Now, that you mention it: i think you are right. I just read Dons "8TB" and didn't recalculate myself. My bad.

I just counted one record of the posted saple to have 260 characters. As a size of 15-25 million records were mentioned: 15 * 10^6 * 260 ~ 4GB, 25 * 10^6 * 260 ~ 6GB. This should indeed be feasible to sort in memory.

bakunin
# 16  
Old 04-14-2017
I'm sorry for all of the confusion. I had originally intended to type 8GB, but hit the T instead of the G key. Smilie Then while I was reviewing it, I decided to spell it out and converted the 8TB to 8 terabytes compounding, instead of correcting, the error. Smilie

With the BSD based awk on macOS, I don't have the asorti() function and only the 1st character of values assigned to RS matters. So, the following is completely untested, but if I understand the GNU awk page correctly, I think the pipeline:
Code:
awk -vRS="@M0" 'BEGIN{FS="\n"; OFS="\t"}NR>1{print RS$1, $2, $3, $4}' test.txt | sort -t: -k 7 | tr "\t" "\n"
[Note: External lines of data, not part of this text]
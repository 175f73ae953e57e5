//! Shared recognition state between the game loop and the worker.
//!
//! One mutex-guarded cell holds the whole protocol: the game requests a
//! listen, the worker claims it, and results flow back through the same
//! cell. A condvar wakes the worker when a request lands, so nobody spins.
//!
//! Cancellation is retroactive: if the game resets the cell to `Ready`
//! while the worker is mid-attempt, the worker's eventual publish finds the
//! status no longer `Listening` and drops the result on the floor.

use crate::log_debug;
use std::fmt;
use std::sync::{Arc, Condvar, Mutex, MutexGuard};
use std::time::{Duration, Instant};

/// A panicked holder can only have left the cell mid-protocol; the snapshot
/// itself is always valid, so recover the guard and keep going.
fn lock_or_recover<'a, T>(lock: &'a Mutex<T>, context: &str) -> MutexGuard<'a, T> {
    match lock.lock() {
        Ok(guard) => guard,
        Err(poisoned) => {
            log_debug(&format!("Mutex poisoned in {context}; recovering"));
            poisoned.into_inner()
        }
    }
}

/// Where a recognition attempt currently stands.
#[derive(Debug, Clone, Copy, PartialEq, Eq)]
pub enum RecognizerStatus {
    /// Idle; no attempt requested.
    Ready,
    /// The game asked for an attempt; the worker hasn't claimed it yet.
    Listen,
    /// The worker is recording and recognizing.
    Listening,
    /// A transcript is waiting to be consumed.
    Complete,
    /// The attempt failed; the error is waiting to be consumed.
    Error,
}

/// Why a recognition attempt failed.
#[derive(Debug, Clone, PartialEq, Eq)]
pub enum RecognizeError {
    /// The player never started speaking within the timeout window.
    NoSpeechTimeout,
    /// Audio was captured but the service produced no usable transcript.
    Unrecognized,
    /// The speech service itself failed (network, HTTP, malformed body).
    Service(String),
}

impl fmt::Display for RecognizeError {
    fn fmt(&self, f: &mut fmt::Formatter<'_>) -> fmt::Result {
        match self {
            Self::NoSpeechTimeout => write!(f, "no speech detected"),
            Self::Unrecognized => write!(f, "speech was not recognized"),
            Self::Service(detail) => write!(f, "speech service error: {detail}"),
        }
    }
}

impl std::error::Error for RecognizeError {}

/// What the game loop receives when an attempt finishes.
#[derive(Debug, Clone, PartialEq)]
pub enum Outcome {
    Recognized {
        text: String,
        /// The captured audio, kept so the game can replay what it heard.
        audio: Option<Arc<Vec<i16>>>,
    },
    Failed(RecognizeError),
}

impl Default for RecognizerStatus {
    fn default() -> Self {
        Self::Ready
    }
}

#[derive(Default)]
struct Shared {
    status: RecognizerStatus,
    text: Option<String>,
    error: Option<RecognizeError>,
    audio: Option<Arc<Vec<i16>>>,
}

/// The shared cell. One instance per session, wrapped in an `Arc`.
#[derive(Default)]
pub struct StatusCell {
    shared: Mutex<Shared>,
    changed: Condvar,
}

impl StatusCell {
    pub fn new() -> Self {
        Self::default()
    }

    /// Current status, for display.
    pub fn status(&self) -> RecognizerStatus {
        lock_or_recover(&self.shared, "status.status").status
    }

    /// Ask the worker to start an attempt. Returns false if one is already
    /// in flight or a result is still unconsumed.
    pub fn request_listen(&self) -> bool {
        let mut shared = lock_or_recover(&self.shared, "status.request_listen");
        if shared.status != RecognizerStatus::Ready {
            return false;
        }
        shared.status = RecognizerStatus::Listen;
        self.changed.notify_all();
        true
    }

    /// Abandon whatever is in flight. Any result the worker publishes after
    /// this is discarded.
    pub fn cancel(&self) {
        let mut shared = lock_or_recover(&self.shared, "status.cancel");
        shared.status = RecognizerStatus::Ready;
        shared.text = None;
        shared.error = None;
        shared.audio = None;
        self.changed.notify_all();
    }

    /// Consume a finished attempt, resetting the cell to `Ready`. Returns
    /// `None` while the attempt is still pending or in flight.
    pub fn take_outcome(&self) -> Option<Outcome> {
        let mut shared = lock_or_recover(&self.shared, "status.take_outcome");
        match shared.status {
            RecognizerStatus::Complete => {
                shared.status = RecognizerStatus::Ready;
                let text = shared.text.take().unwrap_or_default();
                let audio = shared.audio.take();
                shared.error = None;
                self.changed.notify_all();
                Some(Outcome::Recognized { text, audio })
            }
            RecognizerStatus::Error => {
                shared.status = RecognizerStatus::Ready;
                let error = shared.error.take().unwrap_or(RecognizeError::Unrecognized);
                shared.text = None;
                shared.audio = None;
                self.changed.notify_all();
                Some(Outcome::Failed(error))
            }
            _ => None,
        }
    }

    /// Worker side: block until a listen request arrives or `timeout`
    /// passes. Claims the request by moving the cell to `Listening`.
    pub fn await_listen(&self, timeout: Duration) -> bool {
        let deadline = Instant::now() + timeout;
        let mut shared = lock_or_recover(&self.shared, "status.await_listen");
        loop {
            if shared.status == RecognizerStatus::Listen {
                shared.status = RecognizerStatus::Listening;
                self.changed.notify_all();
                return true;
            }
            let now = Instant::now();
            if now >= deadline {
                return false;
            }
            let (guard, _) = self
                .changed
                .wait_timeout(shared, deadline - now)
                .unwrap_or_else(|poisoned| poisoned.into_inner());
            shared = guard;
        }
    }

    /// Worker side: true while the attempt it claimed is still wanted.
    pub fn is_listening(&self) -> bool {
        lock_or_recover(&self.shared, "status.is_listening").status == RecognizerStatus::Listening
    }

    /// Worker side: publish a transcript. Discarded if the attempt was
    /// cancelled in the meantime.
    pub fn publish_complete(&self, text: String, audio: Option<Arc<Vec<i16>>>) {
        let mut shared = lock_or_recover(&self.shared, "status.publish_complete");
        if shared.status == RecognizerStatus::Listening {
            shared.status = RecognizerStatus::Complete;
            shared.text = Some(text);
            shared.error = None;
            shared.audio = audio;
            self.changed.notify_all();
        } else {
            shared.text = None;
            shared.error = None;
            shared.audio = None;
        }
    }

    /// Worker side: publish a failure. Discarded if cancelled.
    pub fn publish_error(&self, error: RecognizeError) {
        let mut shared = lock_or_recover(&self.shared, "status.publish_error");
        if shared.status == RecognizerStatus::Listening {
            shared.status = RecognizerStatus::Error;
            shared.error = Some(error);
            shared.text = None;
            shared.audio = None;
            self.changed.notify_all();
        } else {
            shared.text = None;
            shared.error = None;
            shared.audio = None;
        }
    }
}

#[cfg(test)]
mod tests {
    use super::*;

    #[test]
    fn listen_request_claims_once() {
        let cell = StatusCell::new();
        assert!(cell.request_listen());
        assert!(!cell.request_listen());
        assert!(cell.await_listen(Duration::from_millis(10)));
        assert_eq!(cell.status(), RecognizerStatus::Listening);
    }

    #[test]
    fn await_listen_times_out_when_idle() {
        let cell = StatusCell::new();
        assert!(!cell.await_listen(Duration::from_millis(10)));
        assert_eq!(cell.status(), RecognizerStatus::Ready);
    }

    #[test]
    fn complete_round_trip() {
        let cell = StatusCell::new();
        cell.request_listen();
        cell.await_listen(Duration::from_millis(10));
        cell.publish_complete("apple".to_string(), None);
        match cell.take_outcome() {
            Some(Outcome::Recognized { text, .. }) => assert_eq!(text, "apple"),
            other => panic!("unexpected outcome: {other:?}"),
        }
        assert_eq!(cell.status(), RecognizerStatus::Ready);
    }

    #[test]
    fn cancel_swallows_late_publish() {
        let cell = StatusCell::new();
        cell.request_listen();
        cell.await_listen(Duration::from_millis(10));
        cell.cancel();
        cell.publish_complete("stale".to_string(), None);
        assert_eq!(cell.status(), RecognizerStatus::Ready);
        assert!(cell.take_outcome().is_none());
    }

    #[test]
    fn cancel_swallows_late_error() {
        let cell = StatusCell::new();
        cell.request_listen();
        cell.await_listen(Duration::from_millis(10));
        cell.cancel();
        cell.publish_error(RecognizeError::Unrecognized);
        assert!(cell.take_outcome().is_none());
    }

    #[test]
    fn error_outcome_carries_variant() {
        let cell = StatusCell::new();
        cell.request_listen();
        cell.await_listen(Duration::from_millis(10));
        cell.publish_error(RecognizeError::NoSpeechTimeout);
        assert_eq!(
            cell.take_outcome(),
            Some(Outcome::Failed(RecognizeError::NoSpeechTimeout))
        );
    }

    #[test]
    fn await_listen_wakes_from_another_thread() {
        let cell = Arc::new(StatusCell::new());
        let waiter = {
            let cell = cell.clone();
            std::thread::spawn(move || cell.await_listen(Duration::from_secs(2)))
        };
        std::thread::sleep(Duration::from_millis(30));
        assert!(cell.request_listen());
        assert!(waiter.join().unwrap());
        assert_eq!(cell.status(), RecognizerStatus::Listening);
    }
}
should be replaceable by the following single invocation of awk:
Code:
awk '
BEGIN {	FS = OFS = "\n"
	RS = "@M0"
}
NR > 1 {split($1, f, /:/)
	out[f[7]] = RS $0
	order[f[7]]
}
END {	n = asorti(order)
	for(i = 1; i <= n; i++)
		printf("%s", out[order[i]])
}' test.txt

as long as there are no duplicates in the 7th colon separated field in any of the records in your input file. (If there are duplicates, I think all but the last record in each set of duplicates will be missing in the output produced by the above script.)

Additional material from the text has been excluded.